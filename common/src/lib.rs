use anyhow::{Context, Result};
use std::str::FromStr;

// Shared string helpers

/// String to number
///
/// Keeps only digits and `.` before parsing, so OCR noise around the number
/// (`"3-leg"`, `"$25.50"`) is ignored.
///
/// # Arguments
///
/// - `s` - source string
pub fn str_to_number<T: FromStr>(s: &str) -> Result<T> {
    s.chars()
        .filter(|c| c.is_ascii_digit() || c == &'.')
        .collect::<String>()
        .parse::<T>()
        .ok()
        .context("failed to convert string to number")
}

/// Collapse every run of whitespace into a single space and trim both ends
///
/// # Arguments
///
/// - `s` - source string
pub fn collapse_whitespace(s: &str) -> String {
    s.split_whitespace().collect::<Vec<&str>>().join(" ")
}

/// Whether `haystack` contains any of `needles`
///
/// # Arguments
///
/// - `haystack` - text to search
/// - `needles` - substrings to look for
pub fn contains_any<S: AsRef<str>>(haystack: &str, needles: &[S]) -> bool {
    needles
        .iter()
        .any(|needle| haystack.contains(needle.as_ref()))
}

/// Remove leading characters while `predicate` holds
///
/// # Arguments
///
/// - `s` - source string
/// - `predicate` - characters to drop
pub fn strip_leading(s: &str, predicate: impl Fn(char) -> bool) -> &str {
    s.trim_start_matches(|c: char| predicate(c))
}

/// Cut the string at the first character in `stops`
///
/// Curly and straight double quotes, slashes and pipes are what OCR usually
/// produces for icons and separators next to text.
///
/// # Arguments
///
/// - `s` - source string
/// - `stops` - truncation characters
pub fn truncate_at<'a>(s: &'a str, stops: &[char]) -> &'a str {
    match s.find(|c: char| stops.contains(&c)) {
        Some(index) => &s[..index],
        None => s,
    }
}

#[cfg(test)]
mod tests {
    use super::*;

    #[test]
    fn test_str_to_number() {
        assert_eq!(str_to_number::<usize>("3").unwrap(), 3);
        assert_eq!(str_to_number::<usize>("3-").unwrap(), 3);
        assert_eq!(str_to_number::<f32>("$25.50").unwrap(), 25.5);
        assert!(str_to_number::<usize>("leg").is_err());
    }

    #[test]
    fn test_collapse_whitespace() {
        assert_eq!(collapse_whitespace("  TO  SCORE\t20+ "), "TO SCORE 20+");
        assert_eq!(collapse_whitespace(""), "");
    }

    #[test]
    fn test_contains_any() {
        assert!(contains_any("TOTAL WAGER", &["WAGER", "PAYOUT"]));
        assert!(!contains_any("LEBRON JAMES", &["WAGER", "PAYOUT"]));
    }

    #[test]
    fn test_strip_and_truncate() {
        assert_eq!(strip_leading("&@ Jalen", |c| !c.is_alphanumeric()), "Jalen");
        assert_eq!(truncate_at("Jalen Brunson \" 0", &['"', '/']), "Jalen Brunson ");
        assert_eq!(truncate_at("Jalen Brunson", &['"']), "Jalen Brunson");
    }
}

· · ·

Among the records above, find each line holding "needles" and list it.

[FINAL ANSWER]
/// Whether `haystack` contains any of `needles`
/// - `needles` - substrings to look for
pub fn contains_any<S: AsRef<str>>(haystack: &str, needles: &[S]) -> bool {
    needles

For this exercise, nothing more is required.